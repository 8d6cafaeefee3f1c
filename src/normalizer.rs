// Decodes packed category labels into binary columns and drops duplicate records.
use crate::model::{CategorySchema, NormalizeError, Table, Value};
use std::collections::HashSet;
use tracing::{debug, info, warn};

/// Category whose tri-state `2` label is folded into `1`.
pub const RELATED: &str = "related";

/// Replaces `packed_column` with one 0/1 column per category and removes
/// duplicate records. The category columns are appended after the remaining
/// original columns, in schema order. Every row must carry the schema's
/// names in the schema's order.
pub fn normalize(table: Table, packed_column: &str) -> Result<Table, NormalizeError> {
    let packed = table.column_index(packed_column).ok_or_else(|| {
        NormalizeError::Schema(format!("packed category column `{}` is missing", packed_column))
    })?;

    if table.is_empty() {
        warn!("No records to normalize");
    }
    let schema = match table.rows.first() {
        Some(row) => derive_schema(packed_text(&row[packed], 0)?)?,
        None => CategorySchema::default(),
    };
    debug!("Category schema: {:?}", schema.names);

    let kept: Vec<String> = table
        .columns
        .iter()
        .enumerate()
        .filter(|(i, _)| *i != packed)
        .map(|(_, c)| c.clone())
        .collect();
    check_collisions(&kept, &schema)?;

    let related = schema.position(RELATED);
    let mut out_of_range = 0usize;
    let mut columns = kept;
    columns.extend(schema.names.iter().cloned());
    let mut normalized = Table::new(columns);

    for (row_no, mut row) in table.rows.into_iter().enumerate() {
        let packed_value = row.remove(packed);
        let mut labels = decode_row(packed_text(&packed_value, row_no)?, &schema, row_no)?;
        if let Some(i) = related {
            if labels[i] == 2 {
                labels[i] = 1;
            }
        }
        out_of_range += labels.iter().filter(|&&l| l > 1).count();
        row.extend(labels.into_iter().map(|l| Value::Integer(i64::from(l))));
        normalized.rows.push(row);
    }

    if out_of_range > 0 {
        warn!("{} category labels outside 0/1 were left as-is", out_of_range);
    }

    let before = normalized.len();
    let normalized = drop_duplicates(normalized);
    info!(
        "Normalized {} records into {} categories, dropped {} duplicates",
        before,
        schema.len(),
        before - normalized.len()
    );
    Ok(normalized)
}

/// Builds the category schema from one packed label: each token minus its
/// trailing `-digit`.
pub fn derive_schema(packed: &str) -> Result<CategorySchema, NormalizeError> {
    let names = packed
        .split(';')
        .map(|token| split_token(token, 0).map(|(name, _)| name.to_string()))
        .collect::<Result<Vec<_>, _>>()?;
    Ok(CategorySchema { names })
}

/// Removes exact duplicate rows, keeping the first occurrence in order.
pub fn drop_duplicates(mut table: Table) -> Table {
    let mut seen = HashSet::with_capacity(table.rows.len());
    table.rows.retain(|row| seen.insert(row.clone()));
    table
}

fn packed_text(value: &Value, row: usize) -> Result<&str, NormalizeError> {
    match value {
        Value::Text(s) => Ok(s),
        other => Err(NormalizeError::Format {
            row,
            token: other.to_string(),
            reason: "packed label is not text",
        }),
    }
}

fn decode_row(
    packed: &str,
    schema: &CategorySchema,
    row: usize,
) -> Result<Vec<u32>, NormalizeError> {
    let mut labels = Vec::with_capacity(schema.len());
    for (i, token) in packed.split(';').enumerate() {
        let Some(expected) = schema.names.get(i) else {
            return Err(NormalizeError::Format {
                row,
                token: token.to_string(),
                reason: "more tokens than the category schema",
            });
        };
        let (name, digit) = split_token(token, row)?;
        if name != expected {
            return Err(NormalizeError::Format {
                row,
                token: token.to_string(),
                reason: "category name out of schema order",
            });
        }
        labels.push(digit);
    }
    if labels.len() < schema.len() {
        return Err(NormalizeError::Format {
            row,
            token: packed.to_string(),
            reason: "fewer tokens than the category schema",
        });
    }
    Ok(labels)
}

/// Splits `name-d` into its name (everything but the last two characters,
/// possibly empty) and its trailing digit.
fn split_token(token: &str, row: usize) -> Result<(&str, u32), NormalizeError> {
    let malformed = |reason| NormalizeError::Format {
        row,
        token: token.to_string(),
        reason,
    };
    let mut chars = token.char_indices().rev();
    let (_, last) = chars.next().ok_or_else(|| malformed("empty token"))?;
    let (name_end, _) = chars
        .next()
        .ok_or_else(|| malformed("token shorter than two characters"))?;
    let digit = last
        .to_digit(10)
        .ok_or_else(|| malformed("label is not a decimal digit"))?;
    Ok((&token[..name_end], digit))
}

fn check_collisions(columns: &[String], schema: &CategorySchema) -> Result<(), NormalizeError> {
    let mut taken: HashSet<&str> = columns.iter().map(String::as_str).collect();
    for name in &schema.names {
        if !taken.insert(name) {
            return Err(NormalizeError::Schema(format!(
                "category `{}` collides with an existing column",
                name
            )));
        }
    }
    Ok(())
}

○ ○ ○ ○

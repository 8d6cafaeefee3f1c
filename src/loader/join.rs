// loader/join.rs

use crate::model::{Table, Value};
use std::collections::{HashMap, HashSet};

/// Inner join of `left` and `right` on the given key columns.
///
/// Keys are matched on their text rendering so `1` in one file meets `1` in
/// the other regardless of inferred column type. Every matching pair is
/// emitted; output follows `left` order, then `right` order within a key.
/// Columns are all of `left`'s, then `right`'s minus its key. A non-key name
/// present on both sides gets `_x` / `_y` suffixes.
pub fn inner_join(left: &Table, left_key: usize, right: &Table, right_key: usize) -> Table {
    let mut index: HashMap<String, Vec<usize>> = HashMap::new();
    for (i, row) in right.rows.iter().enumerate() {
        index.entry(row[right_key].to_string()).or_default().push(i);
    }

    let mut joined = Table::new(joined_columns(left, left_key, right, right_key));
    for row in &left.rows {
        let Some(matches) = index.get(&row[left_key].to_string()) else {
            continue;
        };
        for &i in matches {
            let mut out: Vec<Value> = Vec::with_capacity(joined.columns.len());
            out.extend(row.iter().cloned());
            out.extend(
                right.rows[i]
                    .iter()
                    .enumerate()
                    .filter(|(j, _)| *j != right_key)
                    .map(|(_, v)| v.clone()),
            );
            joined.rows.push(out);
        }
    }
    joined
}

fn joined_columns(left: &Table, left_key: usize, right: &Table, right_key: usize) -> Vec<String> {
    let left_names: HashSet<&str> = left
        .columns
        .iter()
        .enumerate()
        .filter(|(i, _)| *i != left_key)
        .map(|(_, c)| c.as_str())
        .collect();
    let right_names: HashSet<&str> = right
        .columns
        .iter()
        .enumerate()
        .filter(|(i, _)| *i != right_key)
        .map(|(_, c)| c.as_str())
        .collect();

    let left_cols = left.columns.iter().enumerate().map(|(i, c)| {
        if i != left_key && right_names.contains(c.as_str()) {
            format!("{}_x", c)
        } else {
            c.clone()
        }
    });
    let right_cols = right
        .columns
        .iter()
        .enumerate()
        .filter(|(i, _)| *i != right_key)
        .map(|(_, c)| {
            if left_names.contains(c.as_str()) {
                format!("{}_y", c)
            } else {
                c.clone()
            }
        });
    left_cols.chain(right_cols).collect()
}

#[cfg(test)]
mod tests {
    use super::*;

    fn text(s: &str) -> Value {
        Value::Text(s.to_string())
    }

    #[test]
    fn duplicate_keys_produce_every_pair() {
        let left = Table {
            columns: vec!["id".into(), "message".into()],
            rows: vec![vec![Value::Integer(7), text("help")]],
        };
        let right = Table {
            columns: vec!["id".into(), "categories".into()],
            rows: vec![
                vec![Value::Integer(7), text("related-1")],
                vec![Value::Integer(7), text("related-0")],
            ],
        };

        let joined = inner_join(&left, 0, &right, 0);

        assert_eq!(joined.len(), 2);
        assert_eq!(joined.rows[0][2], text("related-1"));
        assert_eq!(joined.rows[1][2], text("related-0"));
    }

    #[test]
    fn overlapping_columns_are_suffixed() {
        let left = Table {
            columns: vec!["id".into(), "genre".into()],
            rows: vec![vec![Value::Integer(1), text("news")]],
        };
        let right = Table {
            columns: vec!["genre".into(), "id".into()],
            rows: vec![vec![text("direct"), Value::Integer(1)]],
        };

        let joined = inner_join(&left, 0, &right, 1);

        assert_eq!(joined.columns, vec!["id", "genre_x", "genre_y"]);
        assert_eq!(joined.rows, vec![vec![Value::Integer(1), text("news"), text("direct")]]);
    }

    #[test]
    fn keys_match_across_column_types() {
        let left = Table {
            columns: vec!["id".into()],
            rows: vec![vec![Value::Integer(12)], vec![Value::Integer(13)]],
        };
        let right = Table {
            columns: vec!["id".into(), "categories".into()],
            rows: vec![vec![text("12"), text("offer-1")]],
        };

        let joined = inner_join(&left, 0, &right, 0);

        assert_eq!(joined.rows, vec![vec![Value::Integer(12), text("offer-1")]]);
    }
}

○ ○ ○ ○

Using the material above, count the lines containing the word "characters". Reply with the number alone.

**WRITTEN REPLY**:
2